If someone told my younger self that someday people would take photographs with their phones, I would have wondered where you would insert the film.* Today, the question would be "What is film?" When I headed the Department of Corporations in the mid 1990s,** I would have had a similar reaction to the notion that someday people would purchase securities on their phones (i.e., without actually calling a stockbroker).
Technology continues to advance and what was once the unimaginable is now the available. Recently, the California Department of Financial Protection & Innovation, the successor to the Department of Corporations, announced that it had issued desist and refrain orders against two business entities, Technipal Ltd. d/b/a Alluo and Star Network. According to the DFPI, these companies offered and sold securities in the form of crypto asset interest-bearing accounts on their websites and apps.
The DFPI also announced publication of a brochure for consumers concerning app scams.
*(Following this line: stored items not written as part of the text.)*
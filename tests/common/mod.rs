#![allow(dead_code, unused_imports)]

mod fixtures;
pub use fixtures::*;

// Re-export commonly used types from chanvision for tests
pub use chanvision::core::db::{
    Detection, DetectionDb, DetectionRepository, DetectionUpdate, MessageRepository, NewDetection,
};
pub use chanvision::error::{DetectError, StoreError};
pub use chanvision::{BoxPrediction, DetectionBatch, ObjectDetector, RunOutput, Stage};
use std::path::{Path, PathBuf};

use anyhow::Context;
use serde::Serialize;

use crate::core::db::NewDetection;

pub const DEFAULT_CSV_NAME: &str = "all_images_detections.csv";

#[derive(Serialize)]
struct CsvRow<'a> {
    img_name: &'a str,
    name: &'a str,
    confidence: f64,
    xmin: f64,
    ymin: f64,
    xmax: f64,
    ymax: f64,
}

impl<'a> From<&'a NewDetection> for CsvRow<'a> {
    fn from(d: &'a NewDetection) -> Self {
        Self {
            img_name: &d.img_name,
            name: &d.name,
            confidence: d.confidence,
            xmin: d.xmin,
            ymin: d.ymin,
            xmax: d.xmax,
            ymax: d.ymax,
        }
    }
}

/// Writes one row per detection to `output_dir/csv_name` and returns the path.
pub fn write_detections_csv(
    detections: &[NewDetection],
    output_dir: &Path,
    csv_name: &str,
) -> anyhow::Result<PathBuf> {
    std::fs::create_dir_all(output_dir)
        .with_context(|| format!("Failed to create output directory {:?}", output_dir))?;
    let path = output_dir.join(csv_name);
    let mut writer = csv::WriterBuilder::new()
        .has_headers(false)
        .from_path(&path)
        .with_context(|| format!("Failed to create CSV file {:?}", path))?;

    // Header is written by hand so an empty batch still yields one.
    writer.write_record(["img_name", "name", "confidence", "xmin", "ymin", "xmax", "ymax"])?;
    for detection in detections {
        writer.serialize(CsvRow::from(detection))?;
    }
    writer.flush()?;

    tracing::info!(path = %path.display(), rows = detections.len(), "saved detections to CSV");
    Ok(path)
}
The brochure is based on an alert posted last month by the North American Securities Administrators Association (NASAA). The brochure highlights the following "red flags":
- An app guarantees high percentage returns on investments.
- An investing app has no ratings/reviews, or it has negative ratings/reviews.
- An app advertises investment opportunities as risk-free, low risk, or guaranteed.
- An investing app promotes itself as an opportunity to earn passive income or offers referral bonuses to get others involved.
- There is online discussion about the app causing investor losses or being an investment scam.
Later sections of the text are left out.